Toward An AI Taxonomy
What AI Is (and Is Not)
A new series for builders navigating the hype, hope, and hazards of artificial intelligence
AI is everywhere. It’s in your inbox, your spreadsheets, your Slack feed, your design mockups, and your product roadmap. Depending on who you ask, it’s either the dawn of limitless productivity—or the end of human relevance.
That’s the problem.
We’ve collapsed “AI” into a single, fuzzy word that covers everything from autocomplete in your email to full-stack generative models. No wonder even smart leaders get disoriented.
Here’s the truth: not all AI is created equal. Some are tools. Some are companions. Some start to behave like colleagues. Some operate at the scale of systems and powers. If you don’t know which one you’re dealing with, you risk over-trusting—or underestimating—them.

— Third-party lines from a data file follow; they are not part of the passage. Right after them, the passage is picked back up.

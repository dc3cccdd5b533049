use serde::{Deserialize, Serialize};

/// Events emitted for external observers (UI, logging sinks, metrics).
/// Delivered through a broadcast channel; see `cce_core::events::EventBus`.
#[derive(Debug, Clone, Serialize, Deserialize)]
#[serde(tag = "type", rename_all = "snake_case")]
pub enum CceEvent {
    CheckpointStarted { session_id: String },
    CheckpointCompleted { session_id: String, checkpoint_id: String },
    CheckpointFailed { session_id: String, reason: String },
    CheckpointAged { session_id: String, checkpoint_id: String },
    ContextWarning { session_id: String, usage: f64 },
    ContextCompressionWarning { session_id: String, usage: f64 },
    EmergencyCompressionStarted { session_id: String },
    EmergencyCompressionCompleted { session_id: String, tokens_before: usize, tokens_after: usize },
    EmergencyRolloverStarted { session_id: String },
    EmergencyRolloverCompleted { session_id: String, snapshot_id: String },
    PromptValidationFailed { session_id: String, reason: String },
    StreamOverflowEmergency { session_id: String, tokens_over: usize },
    SessionSaved { session_id: String },
    SnapshotCreated { session_id: String, snapshot_id: String },
    SnapshotRestored { session_id: String, snapshot_id: String },
    CompressionSkipped { session_id: String, reason: String },
}

impl CceEvent {
    pub fn session_id(&self) -> &str {
        match self {
            CceEvent::CheckpointStarted { session_id }
            | CceEvent::CheckpointCompleted { session_id, .. }
            | CceEvent::CheckpointFailed { session_id, .. }
            | CceEvent::CheckpointAged { session_id, .. }
            | CceEvent::ContextWarning { session_id, .. }
            | CceEvent::ContextCompressionWarning { session_id, .. }
            | CceEvent::EmergencyCompressionStarted { session_id }
            | CceEvent::EmergencyCompressionCompleted { session_id, .. }
            | CceEvent::EmergencyRolloverStarted { session_id }
            | CceEvent::EmergencyRolloverCompleted { session_id, .. }
            | CceEvent::PromptValidationFailed { session_id, .. }
            | CceEvent::StreamOverflowEmergency { session_id, .. }
            | CceEvent::SessionSaved { session_id }
            | CceEvent::SnapshotCreated { session_id, .. }
            | CceEvent::SnapshotRestored { session_id, .. }
            | CceEvent::CompressionSkipped { session_id, .. } => session_id,
        }
    }
}
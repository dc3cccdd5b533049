pub mod checkpoint_manager;
pub mod compression_coordinator;
pub mod context_manager;
pub mod events;
pub mod preprocessing;
pub mod templates;
pub mod token_counter;
pub mod vram_monitor;

pub use checkpoint_manager::CheckpointManager;
pub use compression_coordinator::{CompressionCoordinator, CompressionCoordinatorConfig, CompressionOutcome};
pub use context_manager::ContextManager;
pub use events::EventBus;
pub use preprocessing::{PreprocessConfig, PreprocessOutcome, Preprocessor};
pub use templates::build_system_prompt;
pub use token_counter::TokenCounter;
pub use vram_monitor::{select_auto_sized_context, VramInfo, VramMonitor};
use std::pin::Pin;
use std::time::Duration;

use anyhow::{anyhow, Context, Result};
use async_trait::async_trait;
use futures_core::Stream;
use serde_json::json;
use tokio_stream::StreamExt;
use tracing::debug;

use crate::types::{ChatOptions, DoneMetadata, ProviderMessage, StreamEvent};
use crate::Provider;

const DEFAULT_BASE_URL: &str = "http://localhost:11434";
const DEFAULT_TIMEOUT_SECS: u64 = 120;

/// Talks to a local Ollama-compatible `/api/chat` endpoint. NDJSON framed:
/// one JSON object per line, the last one carrying `"done": true`.
pub struct OllamaProvider {
    client: reqwest::Client,
    base_url: String,
    model: String,
}

impl OllamaProvider {
    pub fn new(model: impl Into<String>) -> Result<Self> {
        Self::with_base(DEFAULT_BASE_URL, model)
    }

    pub fn with_base(base_url: impl Into<String>, model: impl Into<String>) -> Result<Self> {
        let client = reqwest::Client::builder()
            .timeout(Duration::from_secs(DEFAULT_TIMEOUT_SECS))
            .build()
            .context("building ollama http client")?;
        Ok(Self {
            client,
            base_url: base_url.into(),
            model: model.into(),
        })
    }

    fn to_wire_messages(messages: &[ProviderMessage]) -> Vec<serde_json::Value> {
        messages
            .iter()
            .map(|m| {
                json!({
                    "role": m.role.to_string(),
                    "content": m.as_text(),
                })
            })
            .collect()
    }

    fn request_body(&self, messages: &[ProviderMessage], options: &ChatOptions, stream: bool) -> serde_json::Value {
        json!({
            "model": self.model,
            "messages": Self::to_wire_messages(messages),
            "stream": stream,
            "think": options.think,
            "options": {
                "num_ctx": options.num_ctx,
                "temperature": options.temperature,
            },
        })
    }
}

fn parse_line(line: &str) -> Result<StreamEvent> {
    let value: serde_json::Value =
        serde_json::from_str(line).with_context(|| format!("malformed ollama chunk: {line}"))?;

    if let Some(err) = value.get("error").and_then(|v| v.as_str()) {
        return Ok(StreamEvent::Error { message: err.to_string() });
    }

    let done = value.get("done").and_then(|v| v.as_bool()).unwrap_or(false);
    if done {
        return Ok(StreamEvent::Done {
            metadata: DoneMetadata {
                input_tokens: value.get("prompt_eval_count").and_then(|v| v.as_u64()).map(|n| n as usize),
                output_tokens: value.get("eval_count").and_then(|v| v.as_u64()).map(|n| n as usize),
                stop_reason: value
                    .get("done_reason")
                    .and_then(|v| v.as_str())
                    .map(|s| s.to_string()),
            },
        });
    }

    let message = value
        .get("message")
        .ok_or_else(|| anyhow!("ollama chunk missing 'message' field"))?;

    if let Some(thinking) = message.get("thinking").and_then(|v| v.as_str()) {
        if !thinking.is_empty() {
            return Ok(StreamEvent::Thinking { text: thinking.to_string() });
        }
    }

    let content = message.get("content").and_then(|v| v.as_str()).unwrap_or("");
    Ok(StreamEvent::TextDelta { text: content.to_string() })
}

#[async_trait]
impl Provider for OllamaProvider {
    async fn chat_stream(
        &self,
        messages: &[ProviderMessage],
        options: &ChatOptions,
    ) -> Result<Pin<Box<dyn Stream<Item = Result<StreamEvent>> + Send>>> {
        let url = format!("{}/api/chat", self.base_url);
        let body = self.request_body(messages, options, true);
        debug!(model = %self.model, num_ctx = options.num_ctx, "sending ollama chat_stream request");

        let response = self
            .client
            .post(&url)
            .json(&body)
            .send()
            .await
            .context("sending ollama chat request")?
            .error_for_status()
            .context("ollama chat request returned an error status")?;

        let mut byte_stream = response.bytes_stream();
        let stream = async_stream::stream! {
            let mut buf = String::new();
            while let Some(chunk) = byte_stream.next().await {
                let chunk = match chunk {
                    Ok(c) => c,
                    Err(e) => {
                        yield Err(anyhow!("ollama stream read failed: {e}"));
                        return;
                    }
                };
                buf.push_str(&String::from_utf8_lossy(&chunk));
                while let Some(newline_pos) = buf.find('\n') {
                    let line = buf[..newline_pos].trim().to_string();
                    buf.drain(..=newline_pos);
                    if line.is_empty() {
                        continue;
                    }
                    yield parse_line(&line);
                }
            }
        };

        Ok(Box::pin(stream))
    }

    async fn summarize(&self, messages: &[ProviderMessage], options: &ChatOptions) -> Result<String> {
        let url = format!("{}/api/chat", self.base_url);
        let body = self.request_body(messages, options, false);

        let response: serde_json::Value = self
            .client
            .post(&url)
            .json(&body)
            .send()
            .await
            .context("sending ollama summarize request")?
            .error_for_status()
            .context("ollama summarize request returned an error status")?
            .json()
            .await
            .context("parsing ollama summarize response")?;

        response
            .get("message")
            .and_then(|m| m.get("content"))
            .and_then(|c| c.as_str())
            .map(|s| s.to_string())
            .ok_or_else(|| anyhow!("ollama summarize response missing message.content"))
    }
}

This series is about clarity. A taxonomy you can use in boardrooms, pitch decks, or sprint planning, so you can say with confidence: “Here’s what kind of AI this is—and here’s how we’ll treat it.”
Over the next few weeks, we’ll walk through:
Tools and Companions – the simplest forms of AI already baked into your stack
Colleagues and Intelligence Layers – the emerging layer of relational AI shaping workflows - this is what Parallax Partners is building for our clients.
Living Books and Authored Presences – where AI starts to feel uncannily human
Corporations and Powers – the systemic forces shaping markets, regulation, and culture
A Taxonomy for Discernment – a practical grid to cut through hype and make wise calls
This won’t be hype. And it won’t be doom.
It will be a clear-eyed guide for founders, operators, and builders who want to integrate AI without being swallowed by it.
Because the real question isn’t: “Is AI good or bad?”
The real question is: “What kind of AI is this—and how should I use it?”
Three Takeaways to Start Thinking Differently About AI
1. AI is not one thing.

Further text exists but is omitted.